К сожалению, реакция Карла Крауса на эссе Беньямина в точности соответствовала нарисованному им персонажу – жестокому и даже деспотичному сатирику. В середине мая 1931 г. в Die Fackel Краус мимоходом упомянул это эссе: «Все, что я на самом деле понял в этой работе, несомненно доброжелательной, а также, по-видимому, тщательно продуманной, – то, что в ней говорится обо мне и что ее автор, судя по всему, знает обо мне много такого, о чем я прежде не подозревал, такого, что я не вполне понимаю даже сейчас; остается лишь надеяться на то, что другие читатели окажутся понятливее меня. (Не исключено, что тут замешан психоанализ.)» Последнее замечание, возможно, представляющее собой отсылку к знаменитому изречению Крауса «Психоанализ – симптом болезни, лекарством от которой он якобы является», выглядит легкомысленным, если не беспричинно злобным, и наверняка Беньямину было особенно больно его читать. В июне он писал Шолему, который первым указал ему на эти слова из Die Fackel: «Как бы там ни было – от реакции Крауса неразумно было бы ожидать ничего, кроме того, что есть; надеюсь, что и моя реакция окажется в сфере разумно предсказуемого: а именно, я никогда больше о нем писать не буду» (цит. по: SF, 175; ШД, 285). И он сдержал свое слово.

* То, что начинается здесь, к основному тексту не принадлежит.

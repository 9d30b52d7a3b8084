//! Routing baseline.
//!
//! Routers and route servers get BIRD with its device, kernel and direct
//! protocols, and start the daemon. Hosts get a default route through a
//! router on their network.

use super::{merge_stateless, Layer, RenderContext, BIRD_CONFIG_PATH};
use crate::error::{EmuError, Result};
use crate::registry::{NetworkId, Node, NodeRole};
use std::any::Any;
use std::collections::HashMap;
use std::net::Ipv4Addr;
use std::rc::Rc;

pub const ROUTING_DAEMON: &str = "bird2";

#[derive(Debug, Clone, Copy, Default)]
pub struct Routing;

impl Layer for Routing {
    fn name(&self) -> &str {
        "Routing"
    }

    fn dependencies(&self) -> Vec<String> {
        vec!["Base".to_string()]
    }

    fn materialize(&self, ctx: &mut RenderContext<'_>) -> Result<()> {
        let mut routers = 0usize;
        let mut hosts = 0usize;

        for asys in ctx.registry.autonomous_systems_mut() {
            let gateways = gateways(asys.routers());
            for node in asys.nodes_mut() {
                match node.role() {
                    NodeRole::Router => {
                        configure_router(node, true)?;
                        routers += 1;
                    }
                    NodeRole::Host => {
                        configure_host(node, &gateways);
                        hosts += 1;
                    }
                    NodeRole::RouteServer => {}
                }
            }
        }

        for ix in ctx.registry.exchanges_mut() {
            configure_router(ix.route_server_mut(), false)?;
        }

        log::info!(
            "Routing layer configured {} routers and {} hosts",
            routers,
            hosts
        );
        Ok(())
    }

    fn merge_with(&self, other: &dyn Layer) -> Result<Rc<dyn Layer>> {
        merge_stateless::<Routing>(self.name(), other)
    }

    fn as_any(&self) -> &dyn Any {
        self
    }
}

/// First router address seen on each local network.
fn gateways<'a>(routers: impl Iterator<Item = &'a Node>) -> HashMap<NetworkId, Ipv4Addr> {
    let mut gateways = HashMap::new();
    for router in routers {
        for iface in router.interfaces() {
            if let (NetworkId::Local { .. }, Some(addr)) = (&iface.network, iface.address) {
                gateways.entry(iface.network.clone()).or_insert(addr);
            }
        }
    }
    gateways
}

fn configure_router(node: &mut Node, install_kernel_routes: bool) -> Result<()> {
    let router_id = node.router_id().ok_or_else(|| {
        EmuError::InvalidTopology(format!("router {} has no address", node.identifier()))
    })?;

    let mut conf = format!(
        "router id {};\n\nprotocol device {{\n    scan time 10;\n}}\n",
        router_id
    );
    if install_kernel_routes {
        conf.push_str(
            "\nprotocol kernel {\n    ipv4 {\n        import all;\n        export all;\n    };\n    learn;\n}\n",
        );
    }

    let mut direct: Vec<String> = node
        .interfaces()
        .iter()
        .filter(|iface| matches!(iface.network, NetworkId::Local { .. }))
        .map(|iface| format!("\"{}\"", iface.network.interface_name()))
        .collect();
    if node.loopback().is_some() {
        direct.push("\"dummy0\"".to_string());
    }
    if !direct.is_empty() {
        conf.push_str(&format!(
            "\nprotocol direct local_nets {{\n    ipv4;\n    interface {};\n}}\n",
            direct.join(", ")
        ));
    }

    node.add_software(ROUTING_DAEMON)
        .append_file(BIRD_CONFIG_PATH, &conf)
        .append_start_command("mkdir -p /run/bird", false)
        .append_start_command("bird -d", true);
    Ok(())
}

fn configure_host(node: &mut Node, gateways: &HashMap<NetworkId, Ipv4Addr>) {
    let route = node.interfaces().iter().find_map(|iface| {
        gateways
            .get(&iface.network)
            .map(|gw| (*gw, iface.network.interface_name()))
    });

    match route {
        Some((gateway, dev)) => {
            node.append_start_command(
                format!(
                    "ip route del default 2> /dev/null; ip route add default via {} dev {}",
                    gateway, dev
                ),
                false,
            );
        }
        None => log::warn!(
            "Host {} has no router on its network; leaving default route unchanged",
            node.identifier()
        ),
    }
}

Первую половину января 1931 г. Беньямин провел там же, где и год назад: в Париже, где он продолжал укреплять свои контакты с французскими писателями. После возвращения в Берлин он сразу же оказался втянут в конфликт, разгоревшийся в связи с Krisis und Kritik. Внутренние разногласия и внешние проблемы начали преследовать этот проект еще до того, как Беньямин отбыл в Париж. Они с Брехтом предвидели, как сложно будет объединить разнородную группу мыслителей и художников, но питали надежду на то, что их собственные аргументы возьмут верх. Но в итоге попытка навести мосты между всеохватной «буржуазной» концепцией и односторонней «пролетарской» концепцией оказалась тщетной. Вопреки стремлению Беньямина и Брехта к тому, чтобы объявлять художника в первую очередь социально ответственным за техническо-конструктивный аспект искусства, другие члены редсовета, включая журналиста Альфреда Куреллу (прежде вместе с Беньямином участвовавшего в молодежном движении во Фрайбурге, а теперь функционера коммунистической партии), выступали за строго идеологический подход. Дело дошло до того, что в декабре 1930 г. в разговоре с Брехтом Беньямин выразил намерение выйти из редколлегии журнала [311] . По возвращении из Парижа, обнаружив, что ситуация не улучшилась, в феврале 1931 г. он написал Брехту о том, что отказывается от должности соредактора журнала. Ни одна из трех статей, предназначавшихся для первого номера – их авторами были Брентано, Курелла и покойный Георгий Плеханов, – не могла быть отнесена к числу тех «фундаментальных работ», для публикации которых, по представлениям Беньямина, и создавался журнал; эти статьи, не лишенные достоинств, все же в большей степени отвечали «требованиям журналистской реальности», чем требованиям научного анализа. Если в журнале будут публиковаться такие эссе, писал Беньямин, то «мое участие в его редактировании будет равнозначно подписанию прокламации. Но я никогда не имел в виду ничего подобного». Однако он по-прежнему желал сотрудничать с журналом и был готов написать что-нибудь для первого номера, если Брехт будет нуждаться в материале (C, 370–371; GB, 4:16). Но включение его имени в список редакторов, по его мнению, было несовместимо с его интеллектуальной добросовестностью. После дезертирства Беньямина проект журнала держался на плаву еще несколько месяцев, пока неожиданное банкротство Rowohlt Verlag не положило конец всем разговорам о Krisis und Kritik.
311
Беньямин упоминает этот разговор в письме Брехту, написанном в феврале 1931 г. (C, 370), но из письма Шолему от 5 февраля следует, что по крайней мере в течение месяца после разговора с Брехтом Беньямин не исключал своего участия в редактировании журнала (см.: GB, 4:11).